#### [Data provided]
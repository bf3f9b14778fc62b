use serde::{Deserialize, Serialize};

#[derive(Debug, Clone, Serialize, Deserialize)]
pub struct Application {
    pub id: String,
    pub name: String,
    pub description: String,
    pub version: String,
    /// Public half of the credential pair, used to look the application up
    pub api_key: String,
    /// Salted SHA-256 of the API secret; the plaintext is never stored
    #[serde(skip_serializing, default)]
    pub api_secret_hash: String,
    pub created_at: i64,
    pub updated_at: i64,
}

/// Returned once, at creation. The secret cannot be recovered afterwards.
#[derive(Debug, Clone, Serialize)]
pub struct CreatedApplication {
    #[serde(flatten)]
    pub application: Application,
    pub api_secret: String,
}

#[derive(Debug, Deserialize)]
pub struct CreateApplication {
    pub name: String,
    #[serde(default)]
    pub description: String,
    #[serde(default)]
    pub version: String,
}

#[derive(Debug, Default, Deserialize)]
pub struct UpdateApplication {
    pub name: Option<String>,
    pub description: Option<String>,
    pub version: Option<String>,
}

#[derive(Debug, Deserialize)]
pub struct TokenRequest {
    pub api_key: String,
    pub api_secret: String,
}

#[derive(Debug, Serialize, Deserialize)]
pub struct TokenResponse {
    pub access_token: String,
    pub token_type: String,
    pub expires_in: u64,
}
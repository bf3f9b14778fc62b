//! Request extractors for the license API.
//!
//! A malformed body, query string or path segment is reported as
//! `AppError::InvalidInput`, so admin and public endpoints answer with the same
//! `{"error": "Invalid input", "details": ...}` body instead of axum's plain text.

use axum::{
    extract::{FromRequest, FromRequestParts, Request},
    http::request::Parts,
    response::{IntoResponse, Response},
};
use serde::{Serialize, de::DeserializeOwned};

use crate::error::AppError;

/// JSON request body, or a JSON response when returned from a handler.
#[derive(Debug, Clone, Copy, Default)]
pub struct Json<T>(pub T);

impl<S, T> FromRequest<S> for Json<T>
where
    S: Send + Sync,
    T: DeserializeOwned,
{
    type Rejection = AppError;

    async fn from_request(req: Request, state: &S) -> Result<Self, Self::Rejection> {
        let axum::Json(value) = axum::Json::<T>::from_request(req, state)
            .await
            .map_err(|rejection| AppError::InvalidInput(rejection.body_text()))?;
        Ok(Json(value))
    }
}

impl<T: Serialize> IntoResponse for Json<T> {
    fn into_response(self) -> Response {
        axum::Json(self.0).into_response()
    }
}

/// Listing filters such as `?client_id=...&is_revoked=false`.
#[derive(Debug, Clone, Copy, Default)]
pub struct Query<T>(pub T);

impl<S, T> FromRequestParts<S> for Query<T>
where
    S: Send + Sync,
    T: DeserializeOwned,
{
    type Rejection = AppError;

    async fn from_request_parts(parts: &mut Parts, state: &S) -> Result<Self, Self::Rejection> {
        let axum::extract::Query(value) = axum::extract::Query::<T>::from_request_parts(parts, state)
            .await
            .map_err(|rejection| AppError::InvalidInput(rejection.body_text()))?;
        Ok(Query(value))
    }
}

/// Entity ids and license keys taken from the route.
#[derive(Debug, Clone, Copy, Default)]
pub struct Path<T>(pub T);

impl<S, T> FromRequestParts<S> for Path<T>
where
    S: Send + Sync,
    T: DeserializeOwned + Send,
{
    type Rejection = AppError;

    async fn from_request_parts(parts: &mut Parts, state: &S) -> Result<Self, Self::Rejection> {
        let axum::extract::Path(value) = axum::extract::Path::<T>::from_request_parts(parts, state)
            .await
            .map_err(|rejection| AppError::InvalidInput(rejection.body_text()))?;
        Ok(Path(value))
    }
}
use std::sync::Arc;
use std::time::Duration;

use axum::http::HeaderMap;

use crate::context::RequestContext;
use crate::jwt::TokenIssuer;
use crate::lifecycle::LicenseEngine;
use crate::repository::Store;
use crate::services::{ApplicationService, ClientService, LicenseTypeService};
use crate::util::request_context;

/// Shared handler state. Cheap to clone.
#[derive(Clone)]
pub struct AppState {
    pub engine: Arc<LicenseEngine>,
    pub applications: Arc<ApplicationService>,
    pub license_types: Arc<LicenseTypeService>,
    pub clients: Arc<ClientService>,
    /// Upper bound on how long a request may wait on storage reads
    pub request_timeout: Duration,
}

impl AppState {
    pub fn new(store: Arc<dyn Store>, tokens: TokenIssuer, request_timeout: Duration) -> Self {
        Self {
            engine: Arc::new(LicenseEngine::new(store.clone())),
            applications: Arc::new(ApplicationService::new(store.clone(), tokens)),
            license_types: Arc::new(LicenseTypeService::new(store.clone())),
            clients: Arc::new(ClientService::new(store)),
            request_timeout,
        }
    }

    /// Per-request context carrying caller info and the configured timeout.
    pub fn ctx(&self, headers: &HeaderMap) -> RequestContext {
        request_context(headers, self.request_timeout)
    }
}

#### [Problem description]
Line by line, retype the whole listing exactly.

#### [Worked solution]
repository bf3f9b14778fc62b
use serde::{Deserialize, Serialize};

#[derive(Debug, Clone, Serialize, Deserialize)]
pub struct Application {
    pub id: String,
    pub name: String,
    pub description: String,
    pub version: String,
    /// Public half of the credential pair, used to look the application up
    pub api_key: String,
    /// Salted SHA-256 of the API secret; the plaintext is never stored
    #[serde(skip_serializing, default)]
    pub api_secret_hash: String,
    pub created_at: i64,
    pub updated_at: i64,
}

/// Returned once, at creation. The secret cannot be recovered afterwards.
#[derive(Debug, Clone, Serialize)]
pub struct CreatedApplication {
    #[serde(flatten)]
    pub application: Application,
    pub api_secret: String,
}

#[derive(Debug, Deserialize)]
pub struct CreateApplication {
    pub name: String,
    #[serde(default)]
    pub description: String,
    #[serde(default)]
    pub version: String,
}

#[derive(Debug, Default, Deserialize)]
pub struct UpdateApplication {
    pub name: Option<String>,
    pub description: Option<String>,
    pub version: Option<String>,
}

#[derive(Debug, Deserialize)]
pub struct TokenRequest {
    pub api_key: String,
    pub api_secret: String,
}

#[derive(Debug, Serialize, Deserialize)]
pub struct TokenResponse {
    pub access_token: String,
    pub token_type: String,
    pub expires_in: u64,
}
repository bf3f9b14778fc62b
//! Request extractors for the license API.
//!
//! A malformed body, query string or path segment is reported as
//! `AppError::InvalidInput`, so admin and public endpoints answer with the same
//! `{"error": "Invalid input", "details": ...}` body instead of axum's plain text.

use axum::{
    extract::{FromRequest, FromRequestParts, Request},
    http::request::Parts,
    response::{IntoResponse, Response},
};
use serde::{Serialize, de::DeserializeOwned};

use crate::error::AppError;

/// JSON request body, or a JSON response when returned from a handler.
#[derive(Debug, Clone, Copy, Default)]
pub struct Json<T>(pub T);

impl<S, T> FromRequest<S> for Json<T>
where
    S: Send + Sync,
    T: DeserializeOwned,
{
    type Rejection = AppError;

    async fn from_request(req: Request, state: &S) -> Result<Self, Self::Rejection> {
        let axum::Json(value) = axum::Json::<T>::from_request(req, state)
            .await
            .map_err(|rejection| AppError::InvalidInput(rejection.body_text()))?;
        Ok(Json(value))
    }
}

impl<T: Serialize> IntoResponse for Json<T> {
    fn into_response(self) -> Response {
        axum::Json(self.0).into_response()
    }
}

/// Listing filters such as `?client_id=...&is_revoked=false`.
#[derive(Debug, Clone, Copy, Default)]
pub struct Query<T>(pub T);

impl<S, T> FromRequestParts<S> for Query<T>
where
    S: Send + Sync,
    T: DeserializeOwned,
{
    type Rejection = AppError;

    async fn from_request_parts(parts: &mut Parts, state: &S) -> Result<Self, Self::Rejection> {
        let axum::extract::Query(value) = axum::extract::Query::<T>::from_request_parts(parts, state)
            .await
            .map_err(|rejection| AppError::InvalidInput(rejection.body_text()))?;
        Ok(Query(value))
    }
}

/// Entity ids and license keys taken from the route.
#[derive(Debug, Clone, Copy, Default)]
pub struct Path<T>(pub T);

impl<S, T> FromRequestParts<S> for Path<T>
where
    S: Send + Sync,
    T: DeserializeOwned + Send,
{
    type Rejection = AppError;

    async fn from_request_parts(parts: &mut Parts, state: &S) -> Result<Self, Self::Rejection> {
        let axum::extract::Path(value) = axum::extract::Path::<T>::from_request_parts(parts, state)
            .await
            .map_err(|rejection| AppError::InvalidInput(rejection.body_text()))?;
        Ok(Path(value))
    }
}
use std::sync::Arc;
use std::time::Duration;

use axum::http::HeaderMap;

use crate::context::RequestContext;
use crate::jwt::TokenIssuer;
use crate::lifecycle::LicenseEngine;
use crate::repository::Store;
use crate::services::{ApplicationService, ClientService, LicenseTypeService};
use crate::util::request_context;

/// Shared handler state. Cheap to clone.
#[derive(Clone)]
pub struct AppState {
    pub engine: Arc<LicenseEngine>,
    pub applications: Arc<ApplicationService>,
    pub license_types: Arc<LicenseTypeService>,
    pub clients: Arc<ClientService>,
    /// Upper bound on how long a request may wait on storage reads
    pub request_timeout: Duration,
}

impl AppState {
    pub fn new(store: Arc<dyn Store>, tokens: TokenIssuer, request_timeout: Duration) -> Self {
        Self {
            engine: Arc::new(LicenseEngine::new(store.clone())),
            applications: Arc::new(ApplicationService::new(store.clone(), tokens)),
            license_types: Arc::new(LicenseTypeService::new(store.clone())),
            clients: Arc::new(ClientService::new(store)),
            request_timeout,
        }
    }

    /// Per-request context carrying caller info and the configured timeout.
    pub fn ctx(&self, headers: &HeaderMap) -> RequestContext {
        request_context(headers, self.request_timeout)
    }
}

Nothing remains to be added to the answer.